Mitch, 56, pro-Trump, does not lose sight of a large metal box in a parking lot, not far from Phoenix, a dropboxin which voters drop off their ballots.

“I monitor the ballot boxes every day from 5 p.m. to midnight. It’s so important not to cheat when you vote and that’s what happens…”

“I am unarmed but other lookouts have come here with weapons, he says, he kept them in their bags, they were not visible”. Mitch didn’t see anything out of the ordinary. A voter comes to drop off his ballot before our eyes. He too is a Republican but he does not tolerate these methods of surveillance: “They are paranoid, conspiracy theories are not for me.”

These conspiracy theories, some candidates openly trade in during this campaign. Like during this public meeting in Mesa, a suburb of Phoenix, during which Republican Liz Harris, who is running for a seat in the Arizona House of Representatives, said that if her side lost the election, only one explanation would be valid, according to her, “cheating”. And she already imagines the consequences: “It will not be a civil warshe promises, but a revolution.”

Liz Harris, Trump candidate campaigning in suburban Phoenix for the Arizona House of Representatives.  (BENJAMIN ILLY / RADIO FRANCE)

Liz Harris, who proudly wears a Trump 2020 T-shirt, publicly defends the thesis of a rigged presidential election, conveyed by the documentary 2,000 Slippers which finds a growing echo within conspiracy networks. The movie, she says, “shows very clearly that here in Arizona, there have been thousands of ballots cast at the ballot box in 2020 by the same people over and over again. Yes, elections are rigged in the United States. But they can no longer do that. The American people won’t accept it. Now people are watching. People are watching.”

Faced with these words of suspicion, the Phoenix Elections Department barricades itself. Its premises are surrounded by fences, topped with barbed wire. Inside, the counting began.

The counting is underway at the Maricopa County Elections Department in Phoenix.  (BENJAMIN ILLY / RADIO FRANCE)

Hundreds of people, bipartisan teams, are there to ensure a fair vote, insists Matt Roberts, spokesman for the Maricopa County Department of Elections. He confirms the threats, pressures on election workers: “I think it has increased over the last few years. Are we afraid of that? No.
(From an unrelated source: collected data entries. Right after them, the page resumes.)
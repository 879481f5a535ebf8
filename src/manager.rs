//! Periodic control loop driving probes, selection, reconciliation and
//! resolver reloads.

use std::collections::HashMap;
use std::sync::Arc;
use std::time::Duration;
use tokio::task::JoinSet;
use tokio_util::sync::CancellationToken;
use tracing::{debug, error, info, warn};

use crate::metrics;
use crate::record::ManagedRecord;
use crate::selector;
use crate::service::{ServiceError, ServiceLifecycle};
use crate::unbound::ZoneFile;

/// Wall-clock interval between ticks.
pub const TICK_INTERVAL: Duration = Duration::from_secs(30);

/// Owns every managed record and drives them through the periodic tick.
pub struct RecordManager {
    zone: ZoneFile,
    service: Box<dyn ServiceLifecycle>,
    records: HashMap<String, Vec<Arc<ManagedRecord>>>,

    /// Hostnames currently known to have no healthy address, so the warning
    /// fires once per outage rather than once per tick.
    unhealthy_hosts: HashMap<String, bool>,
}

impl RecordManager {
    /// Create a manager over the given zone file, supervisor and records.
    pub fn new(
        zone: ZoneFile,
        service: Box<dyn ServiceLifecycle>,
        records: HashMap<String, Vec<Arc<ManagedRecord>>>,
    ) -> Self {
        let unhealthy_hosts = HashMap::with_capacity(records.len());
        Self {
            zone,
            service,
            records,
            unhealthy_hosts,
        }
    }

    /// Run ticks until cancelled: once immediately, then every
    /// [`TICK_INTERVAL`]. Ticks never overlap.
    pub async fn run(&mut self, cancel: CancellationToken) {
        let mut interval = tokio::time::interval(TICK_INTERVAL);

        loop {
            tokio::select! {
                biased;

                _ = cancel.cancelled() => {
                    info!("record manager shutting down");
                    return;
                }

                _ = interval.tick() => {
                    self.tick(&cancel).await;
                }
            }
        }
    }

    /// One pass: evaluate every record in parallel, then reconcile each
    /// hostname and reload the resolver if anything changed.
    pub async fn tick(&mut self, cancel: &CancellationToken) {
        self.run_probes(cancel).await;
        if cancel.is_cancelled() {
            return;
        }

        let mut reload_needed = false;
        for (hostname, records) in &self.records {
            let active = selector::select_active(hostname, records);

            if active.is_empty() {
                let all_initial = records.iter().all(|record| record.status().is_initial());
                let already_warned = self
                    .unhealthy_hosts
                    .get(hostname)
                    .copied()
                    .unwrap_or(false);
                if !already_warned && !all_initial {
                    warn!(%hostname, "no healthy IPs detected");
                    self.unhealthy_hosts.insert(hostname.clone(), true);
                }
                // Fail static: the zone keeps its last good record set.
                continue;
            }

            if self.unhealthy_hosts.get(hostname).copied().unwrap_or(false) {
                info!(%hostname, "records for hostname recovered from unhealthy state");
                self.unhealthy_hosts.insert(hostname.clone(), false);
            }

            match self.zone.reconcile(hostname, &active).await {
                Ok(true) => {
                    let ips: Vec<String> = active
                        .iter()
                        .map(|record| record.address.to_string())
                        .collect();
                    info!(%hostname, ?ips, "updating DNS records");
                    reload_needed = true;
                }
                Ok(false) => {
                    debug!(%hostname, "zone already up to date");
                }
                Err(err) => {
                    metrics::record_error(hostname, "update_ips");
                    error!(%hostname, %err, "could not update active IPs");
                }
            }
        }

        if reload_needed {
            self.restart_service().await;
        }
    }

    /// Evaluate every managed record concurrently and wait for all of them.
    async fn run_probes(&self, cancel: &CancellationToken) {
        let mut evaluations = JoinSet::new();
        for records in self.records.values() {
            for record in records {
                let record = Arc::clone(record);
                let cancel = cancel.clone();
                evaluations.spawn(async move {
                    record.evaluate(&cancel).await;
                });
            }
        }

        while let Some(result) = evaluations.join_next().await {
            if let Err(err) = result {
                error!(%err, "probe evaluation task failed");
            }
        }
    }

    /// Reload the resolver, falling back to a restart when reloading is not
    /// supported or fails. Never fatal.
    async fn restart_service(&self) {
        if let Err(err) = self.service.reload().await {
            if !matches!(err, ServiceError::ReloadNotSupported) {
                error!(%err, "could not reload service");
            }

            if let Err(err) = self.service.restart().await {
                metrics::record_error("", "service_restart");
                error!(%err, "could not restart service");
            }
        }
    }
}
Are we taking measures to ensure the safety of our election workers? Of course. We work closely with the security forces. We do not accept any intimidation of voters. But we will not have police in our polling stations.” Matt Roberts, however, specifies that the sheriff is alerted and that his teams “will be fully equipped and able to respond to any crisis should it arise”.

Elections under tension therefore and extremely tight, according to the latest polls. If the Republican candidates won in Arizona, the road would become clearer for Donald Trump, who is already flirting with the idea of ​​getting back in the saddle for the 2024 presidential election.